SEQ - Support wavers for recycled sewage water ...
The Australian continues their barrage against Anna Bligh ...
Excerpt from the Australian (annotated):
Support wavers for use of recycled sewage water
1 November 2008
When former Queensland premier Peter Beattie cancelled a referendum for southeast Queenslanders on whether they wanted recycled sewage put in their drinking water, he said it would be added only when the three dams that serviced the area had a capacity below 40 per cent.
But as Beattie's successor, Anna Bligh, prepares to turn on the taps to allow recycled water into southeast Queensland's water supply in only three months, the dam levels yesterday were at 41.2 per cent full, and have been over 40 per cent for the past three months.
It's a change in policy that has happened by stealth and will make permanent the supply of recycled sewerage into the drinking water of the 2.6 million people who live in one of Australia's fastest-growing areas.
The process of sewage and waste recycling being used in southeast Queensland is not used anywhere else in the world and, while the Government strongly defends the integrity of the process, there are doubters.
This week, two academics from the Australian National University, Patrick Troy and Peter Collignon, cast doubt on whether the recycled water scheme was safe.
Professor Collignon, one of Australia's leading infectious disease experts, argued that the technology did not exist to prevent recycled sewage from contaminating the water supply.
Professor Troy, whose expertise is in planning, said the safety of recycled water had not been proved in any long-term epidemiological studies. "It will not be possible to remove all biologically active waste molecules from the system," he said. "The probability is that something like 8 per cent of these impurities will get through, and that is assuming the system is working properly."
Ms Bligh responded with a statement to parliament that detailed the seven stages the Queensland process would involve, including putting the recycled water into Wivenhoe Dam - none of the other dams - and then undertaking the standard cleaning procedure for dam water before it is put in the drinking system.
[Note - Remember Barrier 1 doesn't exist - the concept that people won't pour anything down the sewers.]

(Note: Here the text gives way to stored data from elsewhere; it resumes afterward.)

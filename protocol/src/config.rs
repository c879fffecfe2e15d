use serde::{Deserialize, Serialize};

/// Hint forwarded to model backends that support a reasoning-effort knob
/// (spec §6, configuration option `thinking`).
#[derive(Debug, Clone, Copy, Default, PartialEq, Eq, Serialize, Deserialize)]
#[serde(rename_all = "snake_case")]
pub enum ThinkingLevel {
    #[default]
    Off,
    Low,
    Medium,
    High,
}

/// Per-agent configuration (spec §3 `AgentConfig`).
///
/// Every tunable named in spec §6 ("Configuration (recognized options)")
/// is a plain field here with the documented default; this crate does not
/// parse configuration files or CLI arguments (spec §1, out of scope) —
/// an embedding application constructs this value however it parses its
/// own config surface.
#[derive(Debug, Clone, Serialize, Deserialize)]
pub struct AgentConfig {
    pub id: String,
    pub system_prompt: String,
    pub temperature: f32,
    pub top_p: f32,
    pub max_tokens: u32,
    #[serde(default)]
    pub reasoning_effort: Option<ThinkingLevel>,
    pub model: String,
    pub enabled_tools: Vec<String>,
    #[serde(default = "default_max_tool_concurrency")]
    pub max_tool_concurrency: usize,
    #[serde(default = "default_require_tool_approval")]
    pub require_tool_approval: bool,
    #[serde(default)]
    pub strict_tool_validation: bool,
}

fn default_max_tool_concurrency() -> usize {
    3
}

fn default_require_tool_approval() -> bool {
    true
}

impl AgentConfig {
    /// A config with every documented default applied, for callers who
    /// only need to override a handful of fields.
    pub fn new(id: impl Into<String>, model: impl Into<String>, system_prompt: impl Into<String>) -> Self {
        Self {
            id: id.into(),
            system_prompt: system_prompt.into(),
            temperature: 1.0,
            top_p: 1.0,
            max_tokens: 4096,
            reasoning_effort: None,
            model: model.into(),
            enabled_tools: Vec::new(),
            max_tool_concurrency: default_max_tool_concurrency(),
            require_tool_approval: default_require_tool_approval(),
            strict_tool_validation: false,
        }
    }
}

/// Per-conversation bookkeeping maintained alongside the message log
/// (spec §3 `ConversationMetadata`).
#[derive(Debug, Clone, Serialize, Deserialize)]
pub struct ConversationMetadata {
    pub created_at: chrono::DateTime<chrono::Utc>,
    pub updated_at: chrono::DateTime<chrono::Utc>,
    pub message_count: usize,
    #[serde(default)]
    pub topic: Option<String>,
    #[serde(default)]
    pub total_prompt_tokens: u64,
    #[serde(default)]
    pub total_completion_tokens: u64,
    #[serde(default)]
    pub estimated_cost_usd: f64,
    #[serde(default)]
    pub summarized_from: Option<String>,
}

impl ConversationMetadata {
    pub fn new() -> Self {
        let now = chrono::Utc::now();
        Self {
            created_at: now,
            updated_at: now,
            message_count: 0,
            topic: None,
            total_prompt_tokens: 0,
            total_completion_tokens: 0,
            estimated_cost_usd: 0.0,
            summarized_from: None,
        }
    }
}

impl Default for ConversationMetadata {
    fn default() -> Self {
        Self::new()
    }
}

Ms Bligh also said that recycling was common in other parts of the world: notably Singapore and Orange County in California. But both of those schemes are different from that proposed for Queensland: the Singapore system involves having only 1 per cent of the water supply as recycled water, as opposed to the 10 per cent in Queensland, while the scheme in Orange County involves leaving the recycled water for several months underground before putting it in the drinking water system.
She said she welcomed debate on the matter, and said that cancelling the referendum was "one of the single most popular things this government ever did".
This was probably true at the time, but the context then was completely different from what it is now. When Mr Beattie cancelled the referendum in January last year, the dam levels in southeast Queensland were at 22 per cent and falling fast to a low of 16 per cent. At that stage it looked entirely possible that the area would run out of water by the end of this year.
There was considerable political pressure on the Government to do something, and calling a referendum would draw out a process that was widely seen as inevitable. Recycled water was proposed along with several other measures.
But after several dry summers, last summer finally saw the heavens open in southeast Queensland, and a week of heavy rain in late January pushed dam levels up by 10 per cent. Steady rain over the next few months pushed dam levels over 40 per cent in late July, and if there is another good summer of rain, it is entirely possible the area's dams will be more than half full by the time it comes to add the recycled water at the end of February.
There is a considerable "yuck" factor in the drinking of recycled sewage, but last year, with dams down to under 20 per cent and the real possibility of running out of water, there was strong support in southeast Queensland for the measure. Now, with dams at over 40 per cent and a state election due next year, public support is nowhere near as strong.
See - Bligh under pressure over recycled sewage water. The QWC must be scratching their heads this weekend wondering how their expensive PR strategy just blew up in their faces.
Maybe if QWC Chairperson Nosworthy wasn't grappling with Babcock and Brown and spending her 'spare' time hiding behind pillars ...
5 Comments:
Fantastic ... time for a backflip? Lets hope so.
10:15 AM, November 01, 2008
Not enough pressure yet.
10:21 AM, November 01, 2008
Lots more pressure needed - change of government required to stop the water reaching Toowoomba in 2010
9:22 PM, November 01, 2008
We need a Council who will fight for the "Other options".
We all know that there is GL's of water going begging and it could get to us before they can build that Bloody pipeline.
8:20 AM, November 02, 2008
The fall of the Roman Empire can be linked to unsafe DRINKING WATER ... I hope this undemocratic, untested policy, of adding recycled sewage to drinking water, falls too. History Repeats?